Fernando Suárez - CFO
Steve, no, nothing out of the ordinary in the working capital cycle in the third quarter. The changes in working capital, the main activity there is the unearned transportation revenues as we get out of the high season and into low season, but nothing extraordinary regarding Central America.
Operator
Our next question comes from Joshua Milberg of Morgan Stanley.
Joshua Milberg - Equity Analyst
I was actually just hoping you guys could give a little bit more color on your cost performance in the period and specifically on the big maintenance expense decline that we saw. Just wondering how much of that -- how much of any of that is due to a lower pace of aircraft returns and maybe some lower redelivery costs?
Fernando Suárez - CFO
Yes, Josh, in the third quarter, we had various cost initiatives that are starting to kick in. On one side, we are getting the benefit of the upguage, which naturally gives us a unit cost reduction as we redeliver A319's and take delivery of A320neo's and A321's. That's a natural process that we're seeing in unit cost aggression. But in our positive initiatives and savings initiatives, we continue to work on. We have shown a good performance in terms of maintenance cost optimization and redelivery costs, where we we have been fine-tuning that and managing the processes better. So all of that helps in getting the unit cost down. We did get some help from FX obviously with a less volatile exchange rate in the third quarter. But in general, it's the sum of all of those cost initiatives that are kicking in and the ones that we are accelerating also for fourth quarter and to tighten up further cost discipline in the company.
Joshua Milberg - Equity Analyst
Okay, that's very helpful. And then my other one was just if you guys could touch a little bit on the sort of '18 capacity growth outlook. I don't know where you are and if you're already kind of firmed up in terms of having a view on what your thinking, not just overall, but thinking Central America, Mexico domestic, International?
Enrique Javier Beltranena Mejicano - CEO & Director
Correct. It's still a work in process, how we're developing the operating plan for 2018. But you should be thinking of a low- to mid-teens seat growth.
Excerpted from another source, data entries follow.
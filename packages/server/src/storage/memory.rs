//! In-memory storage implementation.
//!
//! All data is held in RAM behind a [`RwLock`] and is lost when the process
//! exits. Use this for tests, the conformance suite, and ephemeral
//! deployments.
//!
//! Users are stored in a [`BTreeMap`] keyed by numeric id, so "newest users
//! first" is a reverse scan of the map — no secondary index needed. A
//! uuid → id map covers the external-identifier lookups.

use std::collections::{BTreeMap, HashMap};
use std::sync::RwLock;

use async_trait::async_trait;
use chrono::{DateTime, NaiveDate, Utc};

use super::{NewUser, ProfileUpdate, Storage, StorageError, UserRecord};

// ---------------------------------------------------------------------------
// Internal state
// ---------------------------------------------------------------------------

struct Inner {
    users: BTreeMap<i64, UserRecord>,
    uuid_index: HashMap<String, i64>,
    /// Follow edges keyed `(follower, followee)`; the value is the active
    /// flag. Deactivated edges stay in the map.
    follows: HashMap<(String, String), bool>,
    next_id: i64,
}

impl Inner {
    fn new() -> Self {
        Self {
            users: BTreeMap::new(),
            uuid_index: HashMap::new(),
            follows: HashMap::new(),
            next_id: 1,
        }
    }

    fn id_of(&self, uuid: &str) -> Result<i64, StorageError> {
        self.uuid_index
            .get(uuid)
            .copied()
            .ok_or(StorageError::NotFound)
    }
}

// ---------------------------------------------------------------------------
// MemoryStorage
// ---------------------------------------------------------------------------

/// Thread-safe, in-memory implementation of [`Storage`].
pub struct MemoryStorage {
    inner: RwLock<Inner>,
}

impl MemoryStorage {
    pub fn new() -> Self {
        Self {
            inner: RwLock::new(Inner::new()),
        }
    }
}

impl Default for MemoryStorage {
    fn default() -> Self {
        Self::new()
    }
}

// ---------------------------------------------------------------------------
// Storage impl
// ---------------------------------------------------------------------------

#[async_trait]
impl Storage for MemoryStorage {
    // --- Users ---------------------------------------------------------------

    async fn create_user(&self, user: &NewUser) -> Result<UserRecord, StorageError> {
        let mut inner = self.inner.write().unwrap();
        if inner.uuid_index.contains_key(&user.uuid) {
            return Err(StorageError::Conflict(format!(
                "uuid {} already exists",
                user.uuid
            )));
        }
        let id = inner.next_id;
        inner.next_id += 1;

        let record = UserRecord {
            id,
            uuid: user.uuid.clone(),
            name: user.name.clone(),
            about: user.about.clone(),
            avatar: 0,
            credit: user.credit,
            role: user.role,
            mode: user.mode.clone(),
            room: user.room.clone(),
            last_checkin: user.last_checkin,
            block_until: None,
        };
        inner.uuid_index.insert(record.uuid.clone(), id);
        inner.users.insert(id, record.clone());
        Ok(record)
    }

    async fn user_by_id(&self, id: i64) -> Result<Option<UserRecord>, StorageError> {
        let inner = self.inner.read().unwrap();
        Ok(inner.users.get(&id).cloned())
    }

    async fn user_by_uuid(&self, uuid: &str) -> Result<Option<UserRecord>, StorageError> {
        let inner = self.inner.read().unwrap();
        let Some(id) = inner.uuid_index.get(uuid) else {
            return Ok(None);
        };
        Ok(inner.users.get(id).cloned())
    }

    async fn latest_users(&self, limit: u32) -> Result<Vec<UserRecord>, StorageError> {
        let inner = self.inner.read().unwrap();
        // BTreeMap iterates by ascending id; reverse for newest-first.
        Ok(inner
            .users
            .values()
            .rev()
            .take(limit as usize)
            .cloned()
            .collect())
    }

    async fn update_profile(
        &self,
        uuid: &str,
        update: &ProfileUpdate,
    ) -> Result<UserRecord, StorageError> {
        let mut inner = self.inner.write().unwrap();
        let id = inner.id_of(uuid)?;
        let user = inner.users.get_mut(&id).ok_or(StorageError::NotFound)?;
        if let Some(name) = &update.name {
            user.name = name.clone();
        }
        if let Some(about) = &update.about {
            user.about = about.clone();
        }
        if update.bump_avatar {
            user.avatar += 1;
        }
        Ok(user.clone())
    }

    async fn update_presence(
        &self,
        uuid: &str,
        mode: Option<&str>,
        room: Option<&str>,
    ) -> Result<UserRecord, StorageError> {
        let mut inner = self.inner.write().unwrap();
        let id = inner.id_of(uuid)?;
        let user = inner.users.get_mut(&id).ok_or(StorageError::NotFound)?;
        if let Some(mode) = mode {
            user.mode = mode.to_string();
        }
        if let Some(room) = room {
            user.room = room.to_string();
        }
        Ok(user.clone())
    }

    async fn set_block_until(
        &self,
        uuid: &str,
        until: Option<NaiveDate>,
    ) -> Result<UserRecord, StorageError> {
        let mut inner = self.inner.write().unwrap();
        let id = inner.id_of(uuid)?;
        let user = inner.users.get_mut(&id).ok_or(StorageError::NotFound)?;
        user.block_until = until;
        Ok(user.clone())
    }

    // --- Thanks --------------------------------------------------------------

    async fn credit_transfer(
        &self,
        caller_uuid: &str,
        target_uuid: &str,
        caller_delta: i64,
        target_delta: i64,
        now: DateTime<Utc>,
        cutoff: DateTime<Utc>,
    ) -> Result<Option<i64>, StorageError> {
        // One write lock covers check and update, so concurrent thanks from
        // the same caller serialize here.
        let mut inner = self.inner.write().unwrap();
        let caller_id = inner.id_of(caller_uuid)?;
        let target_id = inner.id_of(target_uuid)?;

        let caller = inner.users.get(&caller_id).ok_or(StorageError::NotFound)?;
        if caller.last_checkin >= cutoff {
            return Ok(None);
        }

        let target = inner
            .users
            .get_mut(&target_id)
            .ok_or(StorageError::NotFound)?;
        target.credit += target_delta;

        let caller = inner
            .users
            .get_mut(&caller_id)
            .ok_or(StorageError::NotFound)?;
        caller.credit += caller_delta;
        caller.last_checkin = now;
        Ok(Some(caller.credit))
    }

    // --- Follows -------------------------------------------------------------

    async fn put_follow(&self, follower: &str, followee: &str) -> Result<(), StorageError> {
        let mut inner = self.inner.write().unwrap();
        inner
            .follows
            .insert((follower.to_string(), followee.to_string()), true);
        Ok(())
    }

    async fn deactivate_follow(
        &self,
        follower: &str,
        followee: &str,
    ) -> Result<(), StorageError> {
        let mut inner = self.inner.write().unwrap();
        if let Some(active) = inner
            .follows
            .get_mut(&(follower.to_string(), followee.to_string()))
        {
            *active = false;
        }
        Ok(())
    }

    async fn follower_count(&self, uuid: &str) -> Result<i64, StorageError> {
        let inner = self.inner.read().unwrap();
        Ok(inner
            .follows
            .iter()
            .filter(|((_, followee), active)| followee == uuid && **active)
            .count() as i64)
    }

    async fn following_count(&self, uuid: &str) -> Result<i64, StorageError> {
        let inner = self.inner.read().unwrap();
        Ok(inner
            .follows
            .iter()
            .filter(|((follower, _), active)| follower == uuid && **active)
            .count() as i64)
    }

    async fn follows_between(
        &self,
        viewer: &str,
        target: &str,
    ) -> Result<(bool, bool), StorageError> {
        let inner = self.inner.read().unwrap();
        let forward = inner
            .follows
            .get(&(viewer.to_string(), target.to_string()))
            .copied()
            .unwrap_or(false);
        let backward = inner
            .follows
            .get(&(target.to_string(), viewer.to_string()))
            .copied()
            .unwrap_or(false);
        Ok((forward, backward))
    }
}

// ---------------------------------------------------------------------------
// Tests
// ---------------------------------------------------------------------------
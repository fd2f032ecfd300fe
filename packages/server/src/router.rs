//! Assembles the Axum [`Router`] from all handler modules.

use std::sync::Arc;

use axum::{
    routing::{get, post},
    Router,
};
use tower_http::trace::TraceLayer;

use crate::{
    handlers::{account, moderation, thanks, users, AppState},
    middleware::rate_limit::{rate_limit_middleware, RateLimiter},
};

/// Build the complete application router over the given shared state.
///
/// `rate_limit_per_minute` configures the per-client request cap; `0`
/// disables it.
pub fn build_router(state: AppState, rate_limit_per_minute: u32) -> Router {
    // Per-client rate limiter (0 = disabled).
    let rate_limiter = Arc::new(RateLimiter::new(rate_limit_per_minute));

    Router::new()
        // Self account
        .route("/api/v1/user", get(account::current).post(account::update))
        .route("/api/v1/change_room", post(account::change_room))
        // Other users
        .route("/api/v1/user/{id}", get(users::profile))
        .route("/api/v1/latest_users", get(users::latest))
        // Thanks
        .route("/api/v1/thank_user", post(thanks::thank_user))
        // Moderation
        .route("/api/v1/block_user", post(moderation::block_user))
        .route("/api/v1/unblock_user", post(moderation::unblock_user))
        .with_state(state)
        // Rate limiting layer applied after routing so it can see the full request.
        .layer(axum::middleware::from_fn(move |req, next| {
            rate_limit_middleware(Arc::clone(&rate_limiter), req, next)
        }))
        .layer(TraceLayer::new_for_http())
}
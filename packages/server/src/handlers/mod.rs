//! HTTP request handlers for all parlor user endpoints.
//!
//! Each submodule covers a logical group of endpoints. Handlers are pure
//! async functions that receive Axum extractors and return
//! `Result<impl IntoResponse, AppError>`.
//!
//! All authorization and cooldown policy lives here, not in storage (the
//! transactional cooldown re-check excepted).

pub mod account;
pub mod moderation;
pub mod thanks;
pub mod users;

use std::sync::Arc;

use crate::{blobs::BlobStore, storage::Storage, tokens::TokenStore};

/// Shared application state threaded through all Axum handlers via [`axum::extract::State`].
#[derive(Clone)]
pub struct AppState {
    pub storage: Arc<dyn Storage>,
    /// Session token to user-snapshot cache.
    pub tokens: Arc<TokenStore>,
    /// Sink for uploaded avatar images.
    pub blobs: Arc<dyn BlobStore>,
}
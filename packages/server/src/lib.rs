//! Public surface for the `parlor-server` crate.
//!
//! Exposes the router builder, config, and backing stores so that external
//! crates (e.g. the conformance test suite) can spin up an in-process server
//! without spawning a subprocess.

pub mod blobs;
pub mod config;
pub mod error;
pub mod handlers;
pub mod middleware;
pub mod router;
pub mod storage;
pub mod tokens;

pub use blobs::{BlobStore, HttpBlobStore, MemoryBlobStore};
pub use config::ServerConfig;
pub use handlers::AppState;
pub use router::build_router;
pub use storage::{memory::MemoryStorage, sqlite::SqliteStorage, Storage};
pub use tokens::TokenStore;
//! Shared helpers for the parlor conformance test suite.
//!
//! Provides [`spawn_server`] — a function that binds a `TcpListener` on an
//! ephemeral port, wires up an in-process server backed by `MemoryStorage`,
//! and returns handles to the underlying stores so tests can pre-populate
//! users and mint session tokens without going through the HTTP layer.

use std::sync::Arc;

use parlor_server::{
    blobs::BlobStore, build_router, AppState, MemoryBlobStore, MemoryStorage, Storage, TokenStore,
};

/// An ephemeral in-process server plus direct handles to its stores.
///
/// `base_url` is the full API base, e.g. `http://127.0.0.1:51234`. The store
/// handles alias the same instances the server uses, so anything seeded
/// through them is immediately visible over HTTP. This matters for sessions
/// in particular: the service has no login endpoint (tokens are issued by
/// the wider application), so tests mint tokens straight into the token
/// cache.
pub struct TestServer {
    pub base_url: String,
    pub storage: Arc<MemoryStorage>,
    pub tokens: Arc<TokenStore>,
    pub blobs: Arc<MemoryBlobStore>,
}

/// Start an ephemeral in-process server and return it with its store handles.
///
/// The server runs in a background `tokio` task bound to an OS-assigned port
/// on `127.0.0.1`, with rate limiting disabled.
///
/// # Panics
///
/// Panics if the TCP listener cannot be bound or the server fails to start.
pub async fn spawn_server() -> TestServer {
    let listener = tokio::net::TcpListener::bind("127.0.0.1:0")
        .await
        .expect("bind ephemeral port");
    let addr = listener.local_addr().expect("get local addr");
    let base_url = format!("http://{addr}");

    let mem_storage = Arc::new(MemoryStorage::new());
    let tokens = Arc::new(TokenStore::new());
    let mem_blobs = Arc::new(MemoryBlobStore::new());

    let state = AppState {
        storage: Arc::clone(&mem_storage) as Arc<dyn Storage>,
        tokens: Arc::clone(&tokens),
        blobs: Arc::clone(&mem_blobs) as Arc<dyn BlobStore>,
    };
    let router = build_router(state, 0);

    tokio::spawn(async move {
        axum::serve(listener, router)
            .await
            .expect("conformance server error");
    });

    TestServer {
        base_url,
        storage: mem_storage,
        tokens,
        blobs: mem_blobs,
    }
}
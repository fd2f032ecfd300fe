//! Session-token authentication extractors.
//!
//! Clients carry an opaque session token in the `token` request header.
//! Two extractors resolve it against the [`TokenStore`] cache:
//!
//! - [`RequireAuth`]: requires a live session; returns 401 if the header is
//!   absent or the token is unknown.
//! - [`OptionalAuth`]: accepts requests with or without a live session.
//!
//! Both hand the handler the cached [`PublicUser`] snapshot, so an
//! authenticated request costs no storage round-trip.
//!
//! [`TokenStore`]: crate::tokens::TokenStore

use axum::{
    extract::{FromRef, FromRequestParts},
    http::{request::Parts, StatusCode},
    response::{IntoResponse, Response},
    Json,
};
use parlor_api::error::{codes, ErrorResponse};
use parlor_api::PublicUser;

use crate::handlers::AppState;

/// Request header carrying the session token.
pub const TOKEN_HEADER: &str = "token";

// ---------------------------------------------------------------------------
// Auth errors
// ---------------------------------------------------------------------------

/// An authentication failure that maps to HTTP 401.
#[derive(Debug)]
pub struct AuthError(pub String);

impl IntoResponse for AuthError {
    fn into_response(self) -> Response {
        let body = ErrorResponse::new(codes::UNAUTHORIZED, self.0);
        (StatusCode::UNAUTHORIZED, Json(body)).into_response()
    }
}

// ---------------------------------------------------------------------------
// Session resolution
// ---------------------------------------------------------------------------

/// Resolve the `token` header to a live session.
///
/// Returns `(token, snapshot)` on success, or a human-readable reason on
/// failure.
fn resolve_session(parts: &Parts, state: &AppState) -> Result<(String, PublicUser), String> {
    let token = parts
        .headers
        .get(TOKEN_HEADER)
        .and_then(|v| v.to_str().ok())
        .filter(|t| !t.is_empty())
        .ok_or_else(|| "missing token header".to_string())?;

    let user = state
        .tokens
        .resolve(token)
        .ok_or_else(|| "unknown or expired token".to_string())?;

    Ok((token.to_string(), user))
}

// ---------------------------------------------------------------------------
// RequireAuth extractor
// ---------------------------------------------------------------------------

/// Axum extractor that requires a live session token.
///
/// Returns 401 if the `token` header is absent or not a live session.
pub struct RequireAuth {
    /// Cached snapshot of the calling user.
    pub user: PublicUser,
    /// The presented token, kept so handlers can refresh this session's
    /// cache entry after a write.
    pub token: String,
}

impl<S> FromRequestParts<S> for RequireAuth
where
    S: Send + Sync,
    AppState: FromRef<S>,
{
    type Rejection = AuthError;

    fn from_request_parts(
        parts: &mut Parts,
        state: &S,
    ) -> impl std::future::Future<Output = Result<Self, Self::Rejection>> + Send {
        let app_state = AppState::from_ref(state);
        async move {
            let (token, user) = resolve_session(parts, &app_state).map_err(AuthError)?;
            Ok(RequireAuth { user, token })
        }
    }
}

// ---------------------------------------------------------------------------
// OptionalAuth extractor
// ---------------------------------------------------------------------------

/// Axum extractor that accepts requests with or without a live session.
///
/// Yields `Some(user)` if a live token is present, `None` otherwise.
pub struct OptionalAuth(pub Option<PublicUser>);

impl<S> FromRequestParts<S> for OptionalAuth
where
    S: Send + Sync,
    AppState: FromRef<S>,
{
    type Rejection = std::convert::Infallible;

    fn from_request_parts(
        parts: &mut Parts,
        state: &S,
    ) -> impl std::future::Future<Output = Result<Self, Self::Rejection>> + Send {
        let app_state = AppState::from_ref(state);
        async move {
            let result = resolve_session(parts, &app_state);
            Ok(OptionalAuth(result.ok().map(|(_, user)| user)))
        }
    }
}

// ---------------------------------------------------------------------------
// Tests
// ---------------------------------------------------------------------------
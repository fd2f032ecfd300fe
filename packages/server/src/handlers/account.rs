//! Self-account handlers.
//!
//! - `GET  /api/v1/user`        — the caller's cached session snapshot.
//! - `POST /api/v1/user`        — profile self-update (multipart), returns `{token, user}`.
//! - `POST /api/v1/change_room` — presence update, returns `"ok"`.
//!
//! The GET answers from the token cache alone; the two writes persist first
//! and then push the refreshed snapshot back into the presented session.

use axum::{
    extract::{Multipart, State},
    response::IntoResponse,
    Json,
};
use bytes::Bytes;
use parlor_api::{AccountResponse, ChangeRoomRequest, PublicUser};

use crate::error::AppError;
use crate::middleware::auth::RequireAuth;
use crate::storage::ProfileUpdate;

use super::AppState;

/// `GET /api/v1/user` — return the caller's session snapshot.
///
/// Served straight from the token cache; no database read. The snapshot can
/// lag behind writes made through another session of the same account.
pub async fn current(auth: RequireAuth) -> Json<PublicUser> {
    Json(auth.user)
}

/// `POST /api/v1/user` — update the caller's profile.
///
/// Multipart form fields:
///
/// | Field | Meaning |
/// |-------|---------|
/// | `name` | New display name; absent counts as empty |
/// | `about` | New bio text; absent counts as empty |
/// | `avatar` | Optional image file; bumps the avatar revision |
///
/// `name` and `about` always overwrite the stored values — there are no
/// partial-update semantics here. A present but empty `avatar` file is
/// ignored. The avatar bytes are uploaded under `"{id}.jpg"` before the row
/// update commits, so a stored revision never points at a missing blob.
///
/// Returns the refreshed account view `{token, user}` bound to the presented
/// credential.
pub async fn update(
    State(state): State<AppState>,
    auth: RequireAuth,
    mut multipart: Multipart,
) -> Result<Json<AccountResponse>, AppError> {
    let mut name: Option<String> = None;
    let mut about: Option<String> = None;
    let mut avatar: Option<(Bytes, String)> = None;

    while let Some(field) = multipart
        .next_field()
        .await
        .map_err(|e| AppError::BadRequest(format!("invalid multipart body: {e}")))?
    {
        let Some(field_name) = field.name().map(str::to_string) else {
            continue;
        };
        match field_name.as_str() {
            "name" => {
                name = Some(field.text().await.map_err(|e| {
                    AppError::BadRequest(format!("could not read name field: {e}"))
                })?);
            }
            "about" => {
                about = Some(field.text().await.map_err(|e| {
                    AppError::BadRequest(format!("could not read about field: {e}"))
                })?);
            }
            "avatar" => {
                let content_type = field.content_type().unwrap_or("image/jpeg").to_string();
                let data = field.bytes().await.map_err(|e| {
                    AppError::BadRequest(format!("could not read avatar upload: {e}"))
                })?;
                if !data.is_empty() {
                    avatar = Some((data, content_type));
                }
            }
            _ => {}
        }
    }

    if let Some((data, content_type)) = &avatar {
        let key = format!("{}.jpg", auth.user.id);
        if let Err(e) = state.blobs.put(&key, data.clone(), content_type).await {
            tracing::warn!("avatar upload failed for {key}: {e}");
            return Err(e.into());
        }
    }

    let update = ProfileUpdate {
        name: Some(name.unwrap_or_default()),
        about: Some(about.unwrap_or_default()),
        bump_avatar: avatar.is_some(),
    };
    let updated = state.storage.update_profile(&auth.user.uuid, &update).await?;

    let user = updated.public();
    state.tokens.refresh(&auth.token, user.clone());

    Ok(Json(AccountResponse {
        token: auth.token,
        user,
    }))
}

/// `POST /api/v1/change_room` — update the caller's presence fields.
///
/// Each of `mode` and `room` updates only when present in the body; a
/// present empty string clears the field. Returns plain-text `"ok"`.
pub async fn change_room(
    State(state): State<AppState>,
    auth: RequireAuth,
    Json(req): Json<ChangeRoomRequest>,
) -> Result<impl IntoResponse, AppError> {
    let updated = state
        .storage
        .update_presence(&auth.user.uuid, req.mode.as_deref(), req.room.as_deref())
        .await?;
    state.tokens.refresh(&auth.token, updated.public());
    Ok("ok")
}

// ---------------------------------------------------------------------------
// Tests
// ---------------------------------------------------------------------------
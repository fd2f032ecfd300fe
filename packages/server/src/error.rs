//! Application-level error type returned by handlers.
//!
//! All variants serialise to the shared [`ErrorResponse`] JSON format and
//! map to the appropriate HTTP status code.

use axum::{
    http::StatusCode,
    response::{IntoResponse, Response},
    Json,
};
use parlor_api::error::{codes, ErrorResponse};

use crate::blobs::BlobError;
use crate::storage::StorageError;

/// An error that a handler can return; converts directly to an HTTP response.
#[derive(Debug)]
pub enum AppError {
    Unauthorized(String),
    Forbidden(String),
    /// The caller targeted themselves with an action that requires another
    /// user (400, distinct code from plain bad input).
    SelfAction(String),
    BadRequest(String),
    NotFound(String),
    /// Rank rule violation: the target outranks or equals the caller (409).
    Conflict(String),
    /// Thank cooldown not yet elapsed (429).
    RateLimited(String),
    Internal(String),
}

impl IntoResponse for AppError {
    fn into_response(self) -> Response {
        let (status, code, message) = match self {
            AppError::Unauthorized(msg) => (StatusCode::UNAUTHORIZED, codes::UNAUTHORIZED, msg),
            AppError::Forbidden(msg) => (StatusCode::FORBIDDEN, codes::FORBIDDEN, msg),
            AppError::SelfAction(msg) => {
                (StatusCode::BAD_REQUEST, codes::SELF_ACTION_NOT_ALLOWED, msg)
            }
            AppError::BadRequest(msg) => (StatusCode::BAD_REQUEST, codes::INVALID_PARAMETER, msg),
            AppError::NotFound(msg) => (StatusCode::NOT_FOUND, codes::NOT_FOUND, msg),
            AppError::Conflict(msg) => (StatusCode::CONFLICT, codes::RANK_CONFLICT, msg),
            AppError::RateLimited(msg) => (StatusCode::TOO_MANY_REQUESTS, codes::RATE_LIMITED, msg),
            AppError::Internal(msg) => {
                (StatusCode::INTERNAL_SERVER_ERROR, codes::INTERNAL_ERROR, msg)
            }
        };
        let body = ErrorResponse::new(code, message);
        (status, Json(body)).into_response()
    }
}

impl From<StorageError> for AppError {
    fn from(e: StorageError) -> Self {
        match e {
            StorageError::NotFound => AppError::NotFound("not found".into()),
            StorageError::Conflict(msg) => AppError::Conflict(msg),
            StorageError::Internal(msg) => AppError::Internal(msg),
        }
    }
}

impl From<BlobError> for AppError {
    fn from(e: BlobError) -> Self {
        AppError::Internal(e.to_string())
    }
}
// ABOUTME: Deficit model emitted when a biomarker rule fires
// ABOUTME: Carries the rule context plus a severity normalized to [0, 1]
//
// SPDX-License-Identifier: MIT OR Apache-2.0
// Copyright (c) 2025 Vitalplate

use std::collections::BTreeMap;

use serde::{Deserialize, Serialize};

use super::biomarker::{BiomarkerRule, ComparisonOperator};

/// A detected nutritional deficit or risk marker
#[derive(Debug, Clone, Serialize, Deserialize, PartialEq)]
pub struct Deficit {
    /// Deficit tag (e.g. `iron`, `glycemic_control`)
    pub marker: String,
    /// Lab field that triggered the deficit
    pub marker_key: String,
    /// Measured lab value
    pub value: f64,
    /// Rule threshold
    pub threshold: f64,
    /// Rule operator
    pub operator: ComparisonOperator,
    /// Human-readable reason
    pub why: String,
    /// Nutrient or goal → guidance text
    pub targets: BTreeMap<String, String>,
    /// Helpful foods
    pub foods: Vec<String>,
    /// Distance past the threshold, normalized to [0, 1]
    pub severity: f64,
}

impl Deficit {
    /// Build a deficit from the rule that fired
    #[must_use]
    pub fn from_rule(rule: &BiomarkerRule, value: f64, severity: f64) -> Self {
        Self {
            marker: rule.deficit_tag().to_owned(),
            marker_key: rule.marker_key().to_owned(),
            value,
            threshold: rule.threshold(),
            operator: rule.operator(),
            why: rule.reason().to_owned(),
            targets: rule.targets().clone(),
            foods: rule.foods().to_vec(),
            severity,
        }
    }
}
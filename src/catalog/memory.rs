// ABOUTME: In-memory catalog holding rules, recipes, and restaurants
// ABOUTME: Seeded with built-in data; user-owned recipes can be added and removed at runtime
//
// SPDX-License-Identifier: MIT OR Apache-2.0
// Copyright (c) 2025 Vitalplate

use async_trait::async_trait;
use tokio::sync::RwLock;
use tracing::{debug, info};
use uuid::Uuid;
use vitalplate_core::models::{BiomarkerRule, Recipe, Restaurant};

use super::{
    seed, sort_by_name, validate_rules, CatalogError, RecipeCatalog, RestaurantCatalog,
    RuleCatalog,
};

/// Catalog backed by process memory
#[derive(Debug)]
pub struct MemoryCatalog {
    rules: Vec<BiomarkerRule>,
    recipes: RwLock<Vec<Recipe>>,
    restaurants: Vec<Restaurant>,
}

impl MemoryCatalog {
    /// Catalog over the given data
    #[must_use]
    pub fn new(rules: Vec<BiomarkerRule>, recipes: Vec<Recipe>, restaurants: Vec<Restaurant>) -> Self {
        Self {
            rules,
            recipes: RwLock::new(recipes),
            restaurants,
        }
    }

    /// Catalog seeded with the built-in rules, recipes, and restaurants
    ///
    /// # Errors
    ///
    /// Returns [`CatalogError::InvalidRule`] if a built-in rule fails validation
    pub fn seeded() -> Result<Self, CatalogError> {
        let rules = validate_rules(seed::default_rule_records(), "built-in")?;
        let recipes = seed::default_recipes();
        let restaurants = seed::default_restaurants();
        info!(
            rules = rules.len(),
            recipes = recipes.len(),
            restaurants = restaurants.len(),
            "Seeded in-memory catalog"
        );
        Ok(Self::new(rules, recipes, restaurants))
    }

    /// Store a recipe owned by `user_id`, generating an id when it has none.
    ///
    /// Re-adding one of the user's own ids replaces that recipe. Returns the stored recipe.
    ///
    /// # Errors
    ///
    /// Returns [`CatalogError::NotOwner`] if the id is already taken by a public
    /// recipe or by another user
    pub async fn add_user_recipe(
        &self,
        user_id: &str,
        mut recipe: Recipe,
    ) -> Result<Recipe, CatalogError> {
        if recipe.id.trim().is_empty() {
            recipe.id = generate_recipe_id();
        }
        recipe.owner = Some(user_id.to_owned());

        let mut recipes = self.recipes.write().await;
        if let Some(position) = recipes.iter().position(|existing| existing.id == recipe.id) {
            ensure_owner(&recipes[position], user_id)?;
            recipes.remove(position);
        }
        recipes.push(recipe.clone());
        drop(recipes);

        debug!(user_id, recipe_id = %recipe.id, "Stored user recipe");
        Ok(recipe)
    }

    /// Remove one of `user_id`'s recipes; returns whether one was removed
    ///
    /// # Errors
    ///
    /// Returns [`CatalogError::NotOwner`] if the recipe is public or owned by someone else
    pub async fn remove_recipe(&self, user_id: &str, id: &str) -> Result<bool, CatalogError> {
        let mut recipes = self.recipes.write().await;
        let Some(position) = recipes.iter().position(|recipe| recipe.id == id) else {
            return Ok(false);
        };
        ensure_owner(&recipes[position], user_id)?;
        recipes.remove(position);
        drop(recipes);

        debug!(user_id, recipe_id = id, "Removed user recipe");
        Ok(true)
    }
}

fn ensure_owner(recipe: &Recipe, user_id: &str) -> Result<(), CatalogError> {
    if recipe.owner.as_deref() == Some(user_id) {
        Ok(())
    } else {
        Err(CatalogError::NotOwner {
            recipe_id: recipe.id.clone(),
            user_id: user_id.to_owned(),
        })
    }
}

/// `recipe_` followed by 8 hex characters
fn generate_recipe_id() -> String {
    let hex = Uuid::new_v4().simple().to_string();
    format!("recipe_{}", &hex[..8])
}

#[async_trait]
impl RuleCatalog for MemoryCatalog {
    async fn rules(&self) -> Result<Vec<BiomarkerRule>, CatalogError> {
        Ok(self.rules.clone())
    }
}

#[async_trait]
impl RecipeCatalog for MemoryCatalog {
    async fn public_recipes(&self) -> Result<Vec<Recipe>, CatalogError> {
        let mut recipes: Vec<Recipe> = self
            .recipes
            .read()
            .await
            .iter()
            .filter(|recipe| recipe.is_public())
            .cloned()
            .collect();
        sort_by_name(&mut recipes);
        Ok(recipes)
    }

    async fn user_recipes(&self, user_id: &str) -> Result<Vec<Recipe>, CatalogError> {
        let mut recipes: Vec<Recipe> = self
            .recipes
            .read()
            .await
            .iter()
            .filter(|recipe| recipe.owner.as_deref() == Some(user_id))
            .cloned()
            .collect();
        sort_by_name(&mut recipes);
        Ok(recipes)
    }

    async fn recipe_by_id(&self, id: &str) -> Result<Option<Recipe>, CatalogError> {
        Ok(self
            .recipes
            .read()
            .await
            .iter()
            .find(|recipe| recipe.id == id)
            .cloned())
    }
}

#[async_trait]
impl RestaurantCatalog for MemoryCatalog {
    async fn restaurants_with_dishes(&self) -> Result<Vec<Restaurant>, CatalogError> {
        Ok(self.restaurants.clone())
    }
}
That's what we have and taking into consideration the redeliviries that we have next year and the arrival of new aircraft. As mentioned, we have three aircrafts incorporating end of the year, but that permanently is going to be capacity for 2018. We will be able to schedule part of that in December, but it's primari;y capacity in the -- really in the first half of next year. We also have important maintenance work, heavy check and so forth, so available aircraft for the fleet will be somewhat that. If we take everything in conjunction, it should be a seat growth in and around low to mid-30s thing, which is what we posted this year.
Operator
At this time, I'm showing no further questions.
Enrique Javier Beltranena Mejicano - CEO & Director
So thank you very much to everybody. Ladies and gentlemen, I think Volaris sees a very good performance despite the difficulties of the quarter, and I think the sequential improvement continues. Speak to us and thank you very much for your compliments.
Operator
Thank you. Ladies and gentlemen, this concludes today's teleconference. You may now disconnect.